> [ASSIGNMENT]: Only lines with the word "ClientConfig" are needed; collect each of them from the listing below.

- Opening Delimiter -

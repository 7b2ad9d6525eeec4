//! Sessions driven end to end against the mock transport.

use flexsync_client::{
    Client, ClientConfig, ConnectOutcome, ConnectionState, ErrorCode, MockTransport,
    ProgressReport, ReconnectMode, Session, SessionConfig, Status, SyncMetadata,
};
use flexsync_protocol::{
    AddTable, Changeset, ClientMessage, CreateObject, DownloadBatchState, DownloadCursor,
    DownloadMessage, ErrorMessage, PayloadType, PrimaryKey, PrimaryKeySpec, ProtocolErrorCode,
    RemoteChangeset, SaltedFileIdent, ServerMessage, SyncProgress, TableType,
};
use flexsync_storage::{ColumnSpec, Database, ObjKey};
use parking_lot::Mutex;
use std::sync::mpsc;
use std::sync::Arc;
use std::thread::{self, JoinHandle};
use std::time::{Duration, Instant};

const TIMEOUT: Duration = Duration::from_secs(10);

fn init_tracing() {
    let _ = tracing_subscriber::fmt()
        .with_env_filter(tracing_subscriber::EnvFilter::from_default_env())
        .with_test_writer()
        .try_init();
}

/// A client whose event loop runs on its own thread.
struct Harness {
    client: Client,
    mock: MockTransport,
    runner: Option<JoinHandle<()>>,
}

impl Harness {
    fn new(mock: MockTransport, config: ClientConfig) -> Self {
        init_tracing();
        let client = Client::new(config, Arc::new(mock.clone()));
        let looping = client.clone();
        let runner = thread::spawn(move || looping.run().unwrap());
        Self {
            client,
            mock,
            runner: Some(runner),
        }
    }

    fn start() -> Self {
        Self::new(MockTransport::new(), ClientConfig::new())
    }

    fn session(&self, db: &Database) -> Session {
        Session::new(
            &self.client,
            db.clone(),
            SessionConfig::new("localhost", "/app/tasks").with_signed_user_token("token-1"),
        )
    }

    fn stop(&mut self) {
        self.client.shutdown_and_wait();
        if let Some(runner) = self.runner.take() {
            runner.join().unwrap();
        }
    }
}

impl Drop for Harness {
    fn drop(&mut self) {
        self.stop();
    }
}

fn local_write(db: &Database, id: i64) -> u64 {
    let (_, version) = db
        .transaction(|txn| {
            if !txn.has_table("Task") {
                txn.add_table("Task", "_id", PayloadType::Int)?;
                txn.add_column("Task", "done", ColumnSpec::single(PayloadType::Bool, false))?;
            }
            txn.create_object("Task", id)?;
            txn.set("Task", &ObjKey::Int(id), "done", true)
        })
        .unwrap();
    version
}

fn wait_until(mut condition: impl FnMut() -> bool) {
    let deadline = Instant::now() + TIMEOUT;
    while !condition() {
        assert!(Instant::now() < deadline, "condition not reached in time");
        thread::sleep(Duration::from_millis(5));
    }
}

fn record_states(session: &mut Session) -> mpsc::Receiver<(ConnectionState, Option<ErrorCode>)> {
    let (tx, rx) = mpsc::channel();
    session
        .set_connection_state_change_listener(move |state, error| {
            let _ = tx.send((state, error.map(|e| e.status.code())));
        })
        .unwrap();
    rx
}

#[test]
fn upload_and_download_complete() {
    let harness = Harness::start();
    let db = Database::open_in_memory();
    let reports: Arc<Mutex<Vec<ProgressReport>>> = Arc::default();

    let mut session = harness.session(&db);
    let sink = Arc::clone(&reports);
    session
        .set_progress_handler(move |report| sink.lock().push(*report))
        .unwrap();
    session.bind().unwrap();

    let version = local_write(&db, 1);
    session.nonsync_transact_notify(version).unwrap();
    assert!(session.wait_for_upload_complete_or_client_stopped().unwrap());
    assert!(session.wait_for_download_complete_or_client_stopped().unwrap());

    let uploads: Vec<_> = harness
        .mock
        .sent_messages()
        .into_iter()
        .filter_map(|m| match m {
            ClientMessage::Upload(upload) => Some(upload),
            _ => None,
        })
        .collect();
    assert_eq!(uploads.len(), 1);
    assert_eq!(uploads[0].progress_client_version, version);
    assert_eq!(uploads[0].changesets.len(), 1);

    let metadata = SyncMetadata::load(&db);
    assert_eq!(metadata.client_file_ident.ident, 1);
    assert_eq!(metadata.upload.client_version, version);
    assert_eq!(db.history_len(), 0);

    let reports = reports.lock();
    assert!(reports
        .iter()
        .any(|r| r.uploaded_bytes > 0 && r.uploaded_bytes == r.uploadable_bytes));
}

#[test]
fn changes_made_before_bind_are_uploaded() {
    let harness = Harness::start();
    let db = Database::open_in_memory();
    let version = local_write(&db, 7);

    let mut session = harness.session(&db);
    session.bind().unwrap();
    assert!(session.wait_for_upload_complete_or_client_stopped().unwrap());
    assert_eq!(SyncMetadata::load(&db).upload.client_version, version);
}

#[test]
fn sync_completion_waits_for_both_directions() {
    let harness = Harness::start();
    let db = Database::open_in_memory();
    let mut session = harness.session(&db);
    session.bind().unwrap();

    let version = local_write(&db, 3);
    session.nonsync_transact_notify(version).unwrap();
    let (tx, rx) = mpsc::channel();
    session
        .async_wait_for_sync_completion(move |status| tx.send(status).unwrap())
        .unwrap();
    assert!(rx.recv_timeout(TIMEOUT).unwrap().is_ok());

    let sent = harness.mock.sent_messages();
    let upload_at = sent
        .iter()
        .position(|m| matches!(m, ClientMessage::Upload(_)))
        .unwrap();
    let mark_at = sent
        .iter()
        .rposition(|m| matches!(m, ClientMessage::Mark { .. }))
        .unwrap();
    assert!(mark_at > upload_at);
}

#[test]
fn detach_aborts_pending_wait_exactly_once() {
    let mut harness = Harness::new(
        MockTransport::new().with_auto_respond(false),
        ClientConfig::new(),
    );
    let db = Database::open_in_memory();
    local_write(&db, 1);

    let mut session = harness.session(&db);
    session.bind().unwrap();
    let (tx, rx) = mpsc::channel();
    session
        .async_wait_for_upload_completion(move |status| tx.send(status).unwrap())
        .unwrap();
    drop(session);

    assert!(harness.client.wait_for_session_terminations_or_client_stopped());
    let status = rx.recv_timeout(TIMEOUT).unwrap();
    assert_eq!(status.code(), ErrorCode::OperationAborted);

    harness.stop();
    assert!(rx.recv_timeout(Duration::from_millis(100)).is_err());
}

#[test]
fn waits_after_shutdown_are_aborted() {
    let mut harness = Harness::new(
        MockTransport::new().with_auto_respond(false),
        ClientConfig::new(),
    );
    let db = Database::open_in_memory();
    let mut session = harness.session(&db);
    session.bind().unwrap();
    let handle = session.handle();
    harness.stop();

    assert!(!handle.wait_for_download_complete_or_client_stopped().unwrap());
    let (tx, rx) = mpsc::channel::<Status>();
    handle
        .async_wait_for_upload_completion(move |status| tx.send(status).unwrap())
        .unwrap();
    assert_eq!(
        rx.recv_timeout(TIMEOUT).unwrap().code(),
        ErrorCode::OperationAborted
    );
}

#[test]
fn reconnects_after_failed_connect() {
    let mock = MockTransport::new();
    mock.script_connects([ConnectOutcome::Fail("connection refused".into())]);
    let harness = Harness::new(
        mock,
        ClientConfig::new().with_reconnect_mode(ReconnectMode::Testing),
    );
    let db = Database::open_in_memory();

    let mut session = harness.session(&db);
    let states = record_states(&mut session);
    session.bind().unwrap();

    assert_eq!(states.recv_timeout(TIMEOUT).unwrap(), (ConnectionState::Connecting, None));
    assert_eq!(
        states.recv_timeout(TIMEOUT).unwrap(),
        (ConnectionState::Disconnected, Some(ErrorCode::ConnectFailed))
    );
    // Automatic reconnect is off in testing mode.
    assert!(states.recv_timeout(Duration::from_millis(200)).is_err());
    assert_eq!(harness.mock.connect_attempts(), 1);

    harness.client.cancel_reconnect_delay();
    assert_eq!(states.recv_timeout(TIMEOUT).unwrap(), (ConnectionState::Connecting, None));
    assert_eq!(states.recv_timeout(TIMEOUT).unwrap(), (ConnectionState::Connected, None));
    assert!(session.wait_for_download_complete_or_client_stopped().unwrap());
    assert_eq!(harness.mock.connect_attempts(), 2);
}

- Closing Delimiter -

> [REPLY TO THE TASK]:
    Client, ClientConfig, ConnectOutcome, ConnectionState, ErrorCode, MockTransport,
    fn new(mock: MockTransport, config: ClientConfig) -> Self {
        Self::new(MockTransport::new(), ClientConfig::new())
        ClientConfig::new(),
        ClientConfig::new(),
        ClientConfig::new().with_reconnect_mode(ReconnectMode::Testing),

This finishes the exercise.